$$\min \frac{1}{2}x^tQx-c^tx\\ Ax=b$$ where $Q\in \mathbb{R}^{n\times n}$ is symmetric, $c\in \mathbb{R}^n$, $A\in \mathbb{R}^{m\times n}$ and $b\in\mathbb{R}^m$. Prove that if ${x}^*$ is a local minimizer $\iff$ it is a global minimizer
We can transform the problem with constraints to a problem without constraints by doing
$$\phi(\gamma) = f(\overline{x} + Z\gamma)$$
where $f=\frac{1}{2}x^tQx-c^T x$, $\overline{x}$ is a solution of $Ax=b$ and $Z$ is a matrix elements from the basis of $\ker A$ as columns. Then the problem is transformed into minimizing the unconstrained problem $\min \phi(\gamma)$.

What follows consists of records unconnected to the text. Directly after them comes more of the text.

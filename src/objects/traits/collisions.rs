use crate::objects::config::{CollectionRule, GameConfig};
use bevy::prelude::*;

/// Anything with a circular capture area in the play plane.
pub trait CollisionDetection {
    fn get_position(&self) -> Vec2;
    fn get_radius(&self) -> f32;

    fn distance_to(&self, point: Vec2) -> f32 {
        self.get_position().distance(point)
    }

    /// Strict overlap: a point on the edge is outside.
    fn contains(&self, point: Vec2) -> bool {
        self.distance_to(point) < self.get_radius()
    }
}

/// The capture circle around the black hole for the current tick.
#[derive(Debug, Clone, Copy, PartialEq)]
pub struct EventHorizon {
    pub center: Vec2,
    pub radius: f32,
}

impl EventHorizon {
    pub fn for_player(config: &GameConfig, center: Vec2, scale: f32, mass: f32) -> Self {
        EventHorizon {
            center,
            radius: collection_radius(config, scale, mass),
        }
    }
}

impl CollisionDetection for EventHorizon {
    fn get_position(&self) -> Vec2 {
        self.center
    }

    fn get_radius(&self) -> f32 {
        self.radius
    }
}

pub fn collection_radius(config: &GameConfig, scale: f32, mass: f32) -> f32 {
    match config.collection {
        CollectionRule::Scale => config.horizon_factor * scale,
        CollectionRule::Mass => config.mass_radius_constant * mass / 2.0,
    }
}
//! Movables.rs
//!
//! Everything that moves under the simulation's own integrator: the black
//! hole the player steers and the harvest stars it pulls in. All quantities
//! are per fixed tick, velocity is applied before position, and nothing here
//! touches the ECS beyond the component definitions, so the maths can be
//! tested directly.

use crate::objects::config::GameConfig;
use crate::objects::traits::collisions::{CollisionDetection, EventHorizon};
use bevy::math::FloatPow;
use bevy::prelude::*;
use rand::Rng;

/// Player struct: Component
///
/// The black hole. Its position and uniform scale live on the entity's
/// `Transform`; the planar velocity lives here.
#[derive(Component, Debug, Default, Clone, Copy, PartialEq)]
pub struct Player {
    pub velocity: Vec2,
}

/// Directional keys held during the current tick.
#[derive(Debug, Default, Clone, Copy, PartialEq, Eq)]
pub struct HeldKeys {
    pub up: bool,
    pub down: bool,
    pub left: bool,
    pub right: bool,
}

impl HeldKeys {
    /// Arrow keys, with WASD as aliases.
    pub fn from_input(keys: &ButtonInput<KeyCode>) -> Self {
        HeldKeys {
            up: keys.any_pressed([KeyCode::ArrowUp, KeyCode::KeyW]),
            down: keys.any_pressed([KeyCode::ArrowDown, KeyCode::KeyS]),
            left: keys.any_pressed([KeyCode::ArrowLeft, KeyCode::KeyA]),
            right: keys.any_pressed([KeyCode::ArrowRight, KeyCode::KeyD]),
        }
    }
}

impl Player {
    /// One tick of steering: accelerate along every held axis, damp by
    /// `friction`, then move. Unbounded; the player may drift forever.
    pub fn integrate(
        &mut self,
        position: &mut Vec3,
        keys: HeldKeys,
        acceleration: f32,
        friction: f32,
    ) {
        if keys.up {
            self.velocity.y += acceleration;
        }
        if keys.down {
            self.velocity.y -= acceleration;
        }
        if keys.left {
            self.velocity.x -= acceleration;
        }
        if keys.right {
            self.velocity.x += acceleration;
        }

        self.velocity *= friction;
        position.x += self.velocity.x;
        position.y += self.velocity.y;
    }
}

/// First-order low-pass toward `target`: moves `fraction` of the remaining gap.
pub fn ease_toward(current: Vec2, target: Vec2, fraction: f32) -> Vec2 {
    current + (target - current) * fraction
}

pub fn player_scale(mass: f32) -> f32 {
    1.0 + mass * 0.05
}

#[derive(Debug, Clone, Copy, PartialEq, Eq, Hash)]
pub enum HarvestKind {
    Normal,
    MassBonus,
    SpeedBonus,
}

/// HarvestProfile struct
///
/// The per-kind parameters, resolved once when a star spawns so the update
/// loop never branches on kind.
#[derive(Debug, Clone, Copy, PartialEq)]
pub struct HarvestProfile {
    /// numerator of the inverse-square pull
    pub force: f32,
    pub reward: f32,
    pub boosts: bool,
    pub banner: Option<&'static str>,
}

impl HarvestKind {
    pub const ALL: [HarvestKind; 3] = [
        HarvestKind::Normal,
        HarvestKind::MassBonus,
        HarvestKind::SpeedBonus,
    ];

    /// Weighted pick from a uniform `roll` in [0, 1).
    pub fn from_roll(roll: f32, config: &GameConfig) -> Self {
        if roll < config.mass_bonus_weight {
            HarvestKind::MassBonus
        } else if roll < config.mass_bonus_weight + config.speed_bonus_weight {
            HarvestKind::SpeedBonus
        } else {
            HarvestKind::Normal
        }
    }

    pub fn profile(&self, config: &GameConfig) -> HarvestProfile {
        match self {
            HarvestKind::Normal => HarvestProfile {
                force: config.normal_force,
                reward: config.mass_reward,
                boosts: false,
                banner: None,
            },
            HarvestKind::MassBonus => HarvestProfile {
                force: config.bonus_force,
                reward: config.mass_reward * config.mass_bonus_multiplier,
                boosts: false,
                banner: Some("MASSIVE COLLISION!"),
            },
            HarvestKind::SpeedBonus => HarvestProfile {
                force: config.bonus_force,
                reward: config.mass_reward,
                boosts: true,
                banner: Some("SINGULARITY ACCELERATED!"),
            },
        }
    }

    pub fn color(&self) -> Color {
        match self {
            HarvestKind::Normal => Color::WHITE,
            HarvestKind::MassBonus => Color::srgb(1.0, 0.0, 0.0),
            HarvestKind::SpeedBonus => Color::srgb(0.0, 1.0, 1.0),
        }
    }

    /// bonus stars carry a translucent halo
    pub fn has_halo(&self) -> bool {
        *self != HarvestKind::Normal
    }
}

/// What a star's tick decided.
#[derive(Debug, Clone, Copy, PartialEq, Eq)]
pub enum StarFate {
    Drifting,
    Collected,
    Despawned,
}

/// HarvestStar struct: Component
///
/// A collectible drifting toward the player. Position is the entity's
/// `Transform::translation` (z stays 0).
#[derive(Component, Debug, Clone, Copy, PartialEq)]
pub struct HarvestStar {
    pub kind: HarvestKind,
    pub profile: HarvestProfile,
    pub velocity: Vec3,
}

impl HarvestStar {
    pub fn new(kind: HarvestKind, config: &GameConfig, velocity: Vec3) -> Self {
        HarvestStar {
            kind,
            profile: kind.profile(config),
            velocity,
        }
    }

    /// One tick of gravity toward `horizon.center`.
    ///
    /// The distance used for both terminal checks is the one measured before
    /// the move. A star sitting exactly on the singularity is collected
    /// without applying any force.
    pub fn pull(
        &mut self,
        position: &mut Vec3,
        horizon: &EventHorizon,
        despawn_distance: f32,
    ) -> StarFate {
        let before = position.truncate();
        let diff = horizon.center - before;
        let distance = diff.length();

        if distance <= f32::EPSILON {
            return StarFate::Collected;
        }

        let force = self.profile.force / distance.squared();
        self.velocity += (diff / distance * force).extend(0.0);
        *position += self.velocity;

        if horizon.contains(before) {
            StarFate::Collected
        } else if distance > despawn_distance {
            StarFate::Despawned
        } else {
            StarFate::Drifting
        }
    }
}

/// Initial state of a new star: `distance` from `center` along `angle`, moving
/// tangentially (counter-clockwise) at `speed`.
pub fn spawn_placement(center: Vec2, angle: f32, distance: f32, speed: f32) -> (Vec3, Vec3) {
    let (sin, cos) = angle.sin_cos();
    let position = Vec3::new(center.x + cos * distance, center.y + sin * distance, 0.0);
    let velocity = Vec3::new(-sin, cos, 0.0) * speed;
    (position, velocity)
}

pub fn spawn_speed(level: u32, config: &GameConfig) -> f32 {
    config.spawn_speed_base + level as f32 * config.spawn_speed_per_level
}

/// Roll a complete new star around `center` for the given level.
pub fn roll_star<R: Rng + ?Sized>(
    rng: &mut R,
    center: Vec2,
    level: u32,
    config: &GameConfig,
) -> (HarvestStar, Vec3) {
    let angle = rng.random::<f32>() * std::f32::consts::TAU;
    let kind = HarvestKind::from_roll(rng.random::<f32>(), config);
    let (position, velocity) = spawn_placement(
        center,
        angle,
        config.spawn_distance,
        spawn_speed(level, config),
    );
    (HarvestStar::new(kind, config, velocity), position)
}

Global minimizer implies local, now,
If $\overline{x}$ is a local minimizer, it means $\nabla \phi(\gamma^*) = Z^T\nabla f(x^*)=0$ (I think), and $\nabla^2 \phi(\gamma)=Z^t\nabla^2 f(x^*)Z\ge 0$ (I think).
I'm thinking about what can be used now. Does somebody have an idea or can find some error in my thinking?
As you pointed out, the problem is equivalent to: $$ \begin{align} \phi(y) = f(\overline{x} + Zy) &= (\overline{x} + Zy)^TQ(\overline{x} + Zy) - c^T(\overline{x} + Zy) \\ & = y^T(Z^TQZ)y + (2Z^TQ\overline{x} + c)^Ty + \alpha \end{align} $$ for some constant $\alpha$ (whose value is irrelevant for the optimal $y$). If an optimum exists, the matrix $Z^TQZ$ must be positive semidefinite, and $\phi$ must therefore be convex. For a convex function, any local optimum is also a global optimum.